遇见阳三个多月了。第一个月,几乎见不到阳的作业。阳的父亲跟我交流后,告知了家庭的突发状况,孩子跟爷爷奶奶一起生活。主动联系老师的父亲应该是想寻找教育方法的,我就像樊登似的,推荐几本书《你就是孩子最好的玩具》《正面管教》《如何说孩子才会听,怎么听孩子才肯说》……也在班级群里竭力推荐,因为孩子是父母的一面镜子,有什么样的孩子,背后就有什么样的家庭。如果父母懂得怎么陪伴孩子,孩子的样貌气质都会有体现。
有时候我发现自己在班级群里的吆喝,家长无视,挺沮丧的。我感觉阳的父亲并不一定有时间去研究陪伴孩子的方法。第二个月,阳偶尔交一两行枝枝杈杈似的字。有一天我请他坐到我的身旁,补写作业,我想如此近距离,总该一笔一划写字吧。看着阳依然用钢笔在本子上画杠杠,斜着几笔,歪着几行。我拿起他的钢笔写上两个正楷字,正视他的双眼说:“这样写,一笔一划,慢慢写正楷字。”他接过笔,写正了几个字,我给他画上红圈圈。写出正楷字来了,写出成行成页的字来了。
上个星期,当很多孩子享受表达的乐趣练习写作的时候,他只在日记本上画上几笔。我又试探着让他坐到我身旁来写,没有素材,笔下淌不出墨水来。恰好另一个孩子刚写完一篇日记,里面有几句很有新鲜感:“这棵树样子还挺古怪的,它不像其他的树笔直笔直的,弯弯的,像一个没有吃饱的月亮……蚯蚓蠕动着身体,还挺像在闹脾气呢!”我让他读一读同伴这一篇刚出炉的日记,孩子的语言应该是相通的,这一次,没有花太多时间,阳很快写出一页流畅的文字。我狠狠地给他一个优加五角星。他乐颠颠地捧着语文本上位了。

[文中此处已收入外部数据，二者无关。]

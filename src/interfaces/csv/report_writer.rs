use crate::domain::directory::{GradeId, Parent};
use crate::domain::payment::{Payment, PaymentStatus};
use crate::domain::ports::DirectoryStore;
use crate::error::Result;
use serde::Serialize;
use std::io::Write;

/// School name, grade name and monthly fee for a parent's grade. Empty when
/// the parent has no grade or it is gone from the directory.
#[derive(Debug, Default)]
struct Placement {
    school: String,
    grade: String,
    monthly_payment: String,
}

async fn placement(directory: &dyn DirectoryStore, grade_id: Option<GradeId>) -> Result<Placement> {
    let Some(grade_id) = grade_id else {
        return Ok(Placement::default());
    };
    let Some(grade) = directory.find_grade(grade_id).await? else {
        return Ok(Placement::default());
    };
    let school = directory
        .find_school(grade.school_id)
        .await?
        .map(|s| s.name)
        .unwrap_or_default();
    Ok(Placement {
        school,
        grade: grade.name,
        monthly_payment: grade.monthly_payment.to_string(),
    })
}

/// One report line: the payment plus who owes it.
#[derive(Debug, Serialize, PartialEq, Clone)]
pub struct PaymentRecord {
    pub payment_id: u64,
    pub month: String,
    pub parent: String,
    pub child: String,
    pub school: String,
    pub grade: String,
    pub phone: String,
    pub amount: String,
    pub due_date: String,
    pub status: PaymentStatus,
    pub payment_date: Option<String>,
}

impl PaymentRecord {
    /// Builds a record, falling back to the bare parent id when the parent
    /// is no longer in the directory.
    pub async fn describe(directory: &dyn DirectoryStore, payment: &Payment) -> Result<Self> {
        let (parent, child, phone, place) = match directory.find_parent(payment.parent_id()).await? {
            Some(parent) => {
                let place = placement(directory, parent.grade_id).await?;
                (
                    parent.display_name(),
                    parent.child_name,
                    parent.phone_number.unwrap_or_default(),
                    place,
                )
            }
            None => (
                format!("#{}", payment.parent_id()),
                String::new(),
                String::new(),
                Placement::default(),
            ),
        };
        Ok(Self {
            payment_id: payment.id().0,
            month: payment.month().to_string(),
            parent,
            child,
            school: place.school,
            grade: place.grade,
            phone,
            amount: payment.amount().to_string(),
            due_date: payment.due_date().format("%d.%m.%Y").to_string(),
            status: payment.status(),
            payment_date: payment
                .payment_date()
                .map(|d| d.format("%d.%m.%Y %H:%M").to_string()),
        })
    }
}

/// One line of the parent list.
#[derive(Debug, Serialize, PartialEq, Clone)]
pub struct ParentRecord {
    pub parent_id: u64,
    pub parent: String,
    pub child: String,
    pub school: String,
    pub grade: String,
    pub monthly_payment: String,
    pub phone: String,
    pub has_chat: bool,
}

impl ParentRecord {
    pub async fn describe(directory: &dyn DirectoryStore, parent: &Parent) -> Result<Self> {
        let place = placement(directory, parent.grade_id).await?;
        Ok(Self {
            parent_id: parent.id.0,
            parent: parent.display_name(),
            child: parent.child_name.clone(),
            school: place.school,
            grade: place.grade,
            monthly_payment: place.monthly_payment,
            phone: parent.phone_number.clone().unwrap_or_default(),
            has_chat: parent.chat_address.is_some(),
        })
    }
}

/// Writes report records as CSV, header first.
pub struct ReportWriter<W: Write> {
    writer: csv::Writer<W>,
}

impl<W: Write> ReportWriter<W> {
    pub fn new(sink: W) -> Self {
        Self {
            writer: csv::Writer::from_writer(sink),
        }
    }

    pub fn write_records<R: Serialize>(&mut self, records: impl IntoIterator<Item = R>) -> Result<()> {
        for record in records {
            self.writer.serialize(record)?;
        }
        self.writer.flush()?;
        Ok(())
    }
}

昨天,午餐时间,阳捧着语文本,笑眯眯走进办公室,一边迎面而来一边说:“老师,我写了一个老爷爷。”我一读,就被他的细致描写勾住了——“他的额头上有着深深的皱纹,脸上似乎还有一些老年斑。他的眼睑都垂下来了,眼睛眯着,眼神显得有些浑浊。不过,他虽然老了,可是有着一副慈眉善目,和蔼可亲的样子。他安安静静地坐在那里,面带微笑,就像邻居家的爷爷一样,很慈祥地看着我。
“老爷爷的衣着也很朴素,他戴着一顶黑黑的毛绒线帽,穿着一件灰色的罩衣,罩衣衣领下边的拉链没有完全拉上去,露出了里面的毛衣领。老爷爷打着赤脚,挽着裤腿,脚上和裤管上沾满了泥。”
一旁的娟老师说:“你们老师还没吃饭呢。”那一刻,读着他的文字,惊喜掩盖了饥肠辘辘。我对阳说:“再写上你的想法,我给你发表。”常常听人说有些孕妈妈稍不留神,胚胎滑了。此刻我越发觉得做老师就跟做孕妈妈一样,得万分小心,想做到四平八稳,稳步前行,行远自迩,得管好呼吸、脸色、语气、身姿。回家吃饭的路上,我在盘算怎么保护好他的这股写作热情。这两个月来,总算让他保持按时完成作业。即使在他胡乱写字的时候,我也要安抚好他的情绪,默念此时正是修炼时。今天他将修改好的稿子交给我,我面对全班孩子一句句读,让孩子们一句句说他是如何描写的。有孩子说,阳这是放大镜头,细节描写。阳又一次眯着双眼乐颠颠捧着本子往座位走去。尧高举着手说:“老师,我昨天看见他在对着一本书抄的。”阳还没转过身来坐下,转向尧说:“我只是看了几句,模仿人家写的。”即使模仿,哪怕是抄,让一个孩子主动去爱上一段文字,主动写下来,主动送给老师批改,我也挺欢喜的。
人民教育家于漪老师92岁时说“一辈子做教师,一辈子学做教师。”面对千姿百态的孩子,我深谙于老师的这句话,一个孩子就是一座冰山,透过露出水面的那一点表象,做老师的得要赔尽小心,才能驶得一帆教育的船。